We modeled the spike waveforms with an extended Hodgkin-Huxley model that incorporated known principal ionic currents of HVCX, observing little variation within individual animals but enormous variation between animals in the magnitude of several ionic currents, especially (fast sodium) and (calcium-dependent potassium) channels. Manually fit values for these and three other channels (fast potassium, T-type calcium, hyperpolarization-activated inward currents) were confirmed with computationally intensive parameter searches that demonstrated global minima for the models.
The models for spike waveforms also predicted spike burst timing, including data from multiple levels of current injection that were not part of the model fitting. Recordings from individual cells before and after isolation from the network (by blocking fast synaptic transmission) indicated that the within-animal clustering was not dependent on network properties.
We then conducted a set of experiments to understand how this variation is related to behavior. First, we made recordings in sibling animals. In such cases, there was little or no variation between animals. Second, we made recordings in animals that had experienced between four hours and seven days of delayed auditory feedback (DAF), which generates stuttering in the animal and more importantly feedback errors. The data suggest that spike waveforms changed dramatically in as little as four hours, with little to dramatic changes in singing behavior. This represents the first example of a fast physiological signal that carries feedback error information in birdsong learning, and opens a new research program in vocal learning.

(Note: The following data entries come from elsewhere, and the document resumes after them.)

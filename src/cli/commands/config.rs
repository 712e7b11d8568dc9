use clap::Subcommand;
use std::fs;

use crate::cli::i18n::{current_language, Language};
use crate::cli::ui::{error, highlight, info, success, to_json};
use crate::error::AppError;
use crate::settings::{get_settings, update_settings, AppSettings, Connection};

#[derive(Subcommand)]
pub enum ConfigCommand {
    /// Show current settings
    Show,
    /// Show settings file path
    Path,
    /// Update persisted settings
    Set {
        /// Backend base URL (example: http://localhost:8082)
        #[arg(long)]
        api_url: Option<String>,

        /// Backend access token
        #[arg(long)]
        token: Option<String>,

        /// Interface language code
        #[arg(long)]
        language: Option<String>,

        /// Request timeout in seconds
        #[arg(long)]
        timeout: Option<u64>,
    },
}

pub fn execute(cmd: ConfigCommand) -> Result<(), AppError> {
    match cmd {
        ConfigCommand::Show => show_config(),
        ConfigCommand::Path => show_path(),
        ConfigCommand::Set {
            api_url,
            token,
            language,
            timeout,
        } => set_config(api_url, token, language, timeout),
    }
}

fn redacted(settings: &AppSettings) -> AppSettings {
    let mut shown = settings.clone();
    if shown.token.is_some() {
        shown.token = Some("********".to_string());
    }
    shown
}

fn show_config() -> Result<(), AppError> {
    let settings = get_settings();

    println!("{}", highlight("Current Settings"));
    println!("{}", "=".repeat(50));
    println!();

    let json = to_json(&redacted(&settings)).map_err(|e| AppError::JsonSerialize { source: e })?;
    println!("{json}");
    println!();
    println!("Interface language: {}", current_language());

    Ok(())
}

fn show_path() -> Result<(), AppError> {
    let path = AppSettings::settings_path();

    println!("{}", highlight("Settings Path"));
    println!("{}", "=".repeat(50));
    println!("Settings file: {}", path.display());

    if path.exists() {
        println!("\n{} Settings file exists", success("✓"));
        if let Ok(metadata) = fs::metadata(&path) {
            println!("File size:     {} bytes", metadata.len());
        }
    } else {
        println!("\n{} Settings file does not exist", error("✗"));
        println!("{}", info("Defaults are in use until `config set` writes one."));
    }

    Ok(())
}

fn apply_changes(
    mut settings: AppSettings,
    api_url: Option<String>,
    token: Option<String>,
    language: Option<String>,
    timeout: Option<u64>,
) -> Result<AppSettings, AppError> {
    if let Some(url) = api_url {
        Connection::resolve(&settings, Some(&url), None)?;
        settings.api_url = url;
    }
    if let Some(token) = token {
        settings.token = Some(token);
    }
    if let Some(code) = language {
        let lang = Language::from_code(&code)
            .ok_or_else(|| AppError::InvalidInput(format!("unsupported language '{code}'")))?;
        settings.language = Some(lang.code().to_string());
    }
    if let Some(secs) = timeout {
        if secs == 0 {
            return Err(AppError::InvalidInput(
                "timeout must be at least 1 second".to_string(),
            ));
        }
        settings.request_timeout_secs = secs;
    }
    Ok(settings)
}

fn set_config(
    api_url: Option<String>,
    token: Option<String>,
    language: Option<String>,
    timeout: Option<u64>,
) -> Result<(), AppError> {
    let settings = apply_changes(get_settings(), api_url, token, language, timeout)?;
    update_settings(settings)?;
    println!(
        "{}",
        success(&format!(
            "✓ Settings saved to {}",
            AppSettings::settings_path().display()
        ))
    );
    Ok(())
}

Our future directions include mechanistic studies to understand the presumptive trafficking of ion channels or regulation of channel types at the axon hillock that regulates spike waveform and spike timing, systems studies to further connect the results obtained in the slice preparation with data obtained from singing animals, developmental studies to understand when and how the population-wide intrinsic excitation values emerge, and computational studies to understand how auditory feedback rapidly modulates intrinsic excitation in individual neurons.